Brief. Your task is to copy every line below that contains the word "Local".

Input data.
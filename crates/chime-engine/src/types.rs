//! Core types and value objects for the timer engine.
//!
//! Defines intents, interpreted actions, registry entries, their outbound
//! snapshots, and fire notifications.

use std::fmt;
use std::time::Duration;

use chime_core::types::{EntryId, EntryKind, EntryState};
use chrono::{DateTime, Local, TimeDelta, Utc};
use serde::{Deserialize, Serialize, Serializer};

use crate::error::SchedulerError;
use crate::scheduler::state_machine::validate_transition;

// =============================================================================
// Enums
// =============================================================================

/// Command categories the interpreter can classify.
#[derive(Debug, Clone, Copy, PartialEq, Eq, Serialize, Deserialize)]
#[serde(rename_all = "snake_case")]
pub enum Intent {
    SetTimer,
    SetAlarm,
    Cancel,
    CancelAll,
    List,
    Unknown,
}

impl fmt::Display for Intent {
    fn fmt(&self, f: &mut fmt::Formatter<'_>) -> fmt::Result {
        match self {
            Intent::SetTimer => write!(f, "set_timer"),
            Intent::SetAlarm => write!(f, "set_alarm"),
            Intent::Cancel => write!(f, "cancel"),
            Intent::CancelAll => write!(f, "cancel_all"),
            Intent::List => write!(f, "list"),
            Intent::Unknown => write!(f, "unknown"),
        }
    }
}

/// Whether a fire notification reports an expired timer or a ringing alarm.
#[derive(Debug, Clone, Copy, PartialEq, Eq, Serialize, Deserialize)]
#[serde(rename_all = "snake_case")]
pub enum FireKind {
    Expired,
    Triggered,
}

impl FireKind {
    pub fn for_entry(kind: EntryKind) -> Self {
        match kind {
            EntryKind::Timer => FireKind::Expired,
            EntryKind::Alarm => FireKind::Triggered,
        }
    }
}

impl fmt::Display for FireKind {
    fn fmt(&self, f: &mut fmt::Formatter<'_>) -> fmt::Result {
        match self {
            FireKind::Expired => write!(f, "expired"),
            FireKind::Triggered => write!(f, "triggered"),
        }
    }
}

// =============================================================================
// Actions
// =============================================================================

/// The typed result of interpreting one command.
#[derive(Debug, Clone, PartialEq, Serialize)]
#[serde(tag = "action", rename_all = "snake_case")]
pub enum Action {
    SetTimer {
        #[serde(rename = "duration_secs", serialize_with = "serialize_secs")]
        duration: Duration,
        name: String,
    },
    SetAlarm {
        target_time: DateTime<Local>,
        name: String,
    },
    CancelAll,
    ListTimers,
    Unknown {
        reason: String,
    },
}

impl Action {
    pub fn unknown(reason: impl Into<String>) -> Self {
        Action::Unknown {
            reason: reason.into(),
        }
    }

    pub fn is_unknown(&self) -> bool {
        matches!(self, Action::Unknown { .. })
    }

    /// Wire name of the action, matching its serialized tag.
    pub fn name(&self) -> &'static str {
        match self {
            Action::SetTimer { .. } => "set_timer",
            Action::SetAlarm { .. } => "set_alarm",
            Action::CancelAll => "cancel_all",
            Action::ListTimers => "list_timers",
            Action::Unknown { .. } => "unknown",
        }
    }

    /// User-facing confirmation for the action.
    pub fn describe(&self) -> String {
        match self {
            Action::SetTimer { duration, .. } => {
                format!("Timer set for {}", format_duration(*duration))
            }
            Action::SetAlarm { target_time, .. } => {
                format!("Alarm set for {}", target_time.format("%I:%M %p"))
            }
            Action::CancelAll => "Cancelled timers".to_string(),
            Action::ListTimers => "Listing timers".to_string(),
            Action::Unknown { reason } => reason.clone(),
        }
    }
}

fn serialize_secs<S: Serializer>(duration: &Duration, serializer: S) -> Result<S::Ok, S::Error> {
    serializer.serialize_u64(duration.as_secs())
}

// =============================================================================
// Entries
// =============================================================================

/// A timer or alarm tracked by the scheduler.
#[derive(Debug, Clone, PartialEq)]
pub struct Entry {
    pub id: EntryId,
    pub name: String,
    pub kind: EntryKind,
    pub created_at: DateTime<Utc>,
    pub target_time: DateTime<Utc>,
    /// Requested countdown, timers only.
    pub duration: Option<Duration>,
    pub state: EntryState,
}

impl Entry {
    pub fn is_active(&self) -> bool {
        self.state == EntryState::Scheduled
    }

    /// Move to `next`, rejecting anything the lifecycle does not allow.
    pub fn transition(&mut self, next: EntryState) -> Result<(), SchedulerError> {
        validate_transition(self.state, next)?;
        self.state = next;
        Ok(())
    }

    pub fn snapshot(&self, now: DateTime<Utc>) -> EntrySnapshot {
        let remaining = if self.is_active() {
            RemainingTime::until(Some(self.target_time), now)
        } else {
            RemainingTime::Expired
        };

        EntrySnapshot {
            id: self.id,
            name: self.name.clone(),
            kind: self.kind,
            created_at: self.created_at,
            target_time: Some(self.target_time),
            duration: self.duration.map(format_clock),
            remaining_time: remaining.to_string(),
            is_active: self.is_active(),
        }
    }
}

/// Serialized view of an entry handed to listeners and transports.
#[derive(Debug, Clone, PartialEq, Serialize, Deserialize)]
pub struct EntrySnapshot {
    pub id: EntryId,
    pub name: String,
    #[serde(rename = "type")]
    pub kind: EntryKind,
    pub created_at: DateTime<Utc>,
    pub target_time: Option<DateTime<Utc>>,
    pub duration: Option<String>,
    pub remaining_time: String,
    pub is_active: bool,
}

/// Display form of the time left on an entry.
#[derive(Debug, Clone, Copy, PartialEq, Eq)]
pub enum RemainingTime {
    Left(u64),
    Expired,
    Unknown,
}

impl RemainingTime {
    /// Whole seconds left, rounded up so a live entry never reads as expired.
    pub fn until(target: Option<DateTime<Utc>>, now: DateTime<Utc>) -> Self {
        let Some(target) = target else {
            return RemainingTime::Unknown;
        };
        let delta = target - now;
        if delta <= TimeDelta::zero() {
            return RemainingTime::Expired;
        }
        let whole = delta.num_seconds();
        let partial = delta - TimeDelta::seconds(whole) > TimeDelta::zero();
        RemainingTime::Left(whole as u64 + u64::from(partial))
    }
}

impl fmt::Display for RemainingTime {
    fn fmt(&self, f: &mut fmt::Formatter<'_>) -> fmt::Result {
        match self {
            RemainingTime::Left(secs) => {
                let hours = secs / 3600;
                let minutes = (secs % 3600) / 60;
                let seconds = secs % 60;
                if hours > 0 {
                    write!(f, "{:02}:{:02}:{:02}", hours, minutes, seconds)
                } else {
                    write!(f, "{:02}:{:02}", minutes, seconds)
                }
            }
            RemainingTime::Expired => write!(f, "Expired"),
            RemainingTime::Unknown => write!(f, "Unknown"),
        }
    }
}

impl Serialize for RemainingTime {
    fn serialize<S: Serializer>(&self, serializer: S) -> Result<S::Ok, S::Error> {
        serializer.collect_str(self)
    }
}

// =============================================================================
// Fire notifications
// =============================================================================

/// Delivered exactly once to an entry's listener when it fires.
#[derive(Debug, Clone, PartialEq, Serialize, Deserialize)]
pub struct FireEvent {
    #[serde(rename = "event")]
    pub kind: FireKind,
    pub message: String,
    #[serde(rename = "timer")]
    pub entry: EntrySnapshot,
}

impl FireEvent {
    pub fn new(entry: EntrySnapshot) -> Self {
        let message = match entry.kind {
            EntryKind::Timer => format!("Timer '{}' has expired!", entry.name),
            EntryKind::Alarm => format!("Alarm '{}' is ringing!", entry.name),
        };
        Self {
            kind: FireKind::for_entry(entry.kind),
            message,
            entry,
        }
    }
}

// =============================================================================
// Formatting
// =============================================================================

/// Human phrasing such as "1 hour and 30 minutes". Seconds only show when
/// the duration is under an hour.
pub fn format_duration(duration: Duration) -> String {
    let total = duration.as_secs();
    let hours = total / 3600;
    let minutes = (total % 3600) / 60;
    let seconds = total % 60;

    let mut parts = Vec::new();
    if hours > 0 {
        parts.push(plural(hours, "hour"));
    }
    if minutes > 0 {
        parts.push(plural(minutes, "minute"));
    }
    if seconds > 0 && hours == 0 {
        parts.push(plural(seconds, "second"));
    }

    match parts.len() {
        0 => "0 seconds".to_string(),
        1 => parts.remove(0),
        _ => parts.join(" and "),
    }
}

fn plural(count: u64, unit: &str) -> String {
    if count == 1 {
        format!("{} {}", count, unit)
    } else {
        format!("{} {}s", count, unit)
    }
}

/// Clock form "H:MM:SS", prefixed with "N day(s), " past a day.
pub fn format_clock(duration: Duration) -> String {
    let total = duration.as_secs();
    let days = total / 86_400;
    let rest = total % 86_400;
    let clock = format!("{}:{:02}:{:02}", rest / 3600, (rest % 3600) / 60, rest % 60);
    match days {
        0 => clock,
        1 => format!("1 day, {}", clock),
        n => format!("{} days, {}", n, clock),
    }
}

Task solution.
use chrono::{DateTime, Local, TimeDelta, Utc};
        target_time: DateTime<Local>,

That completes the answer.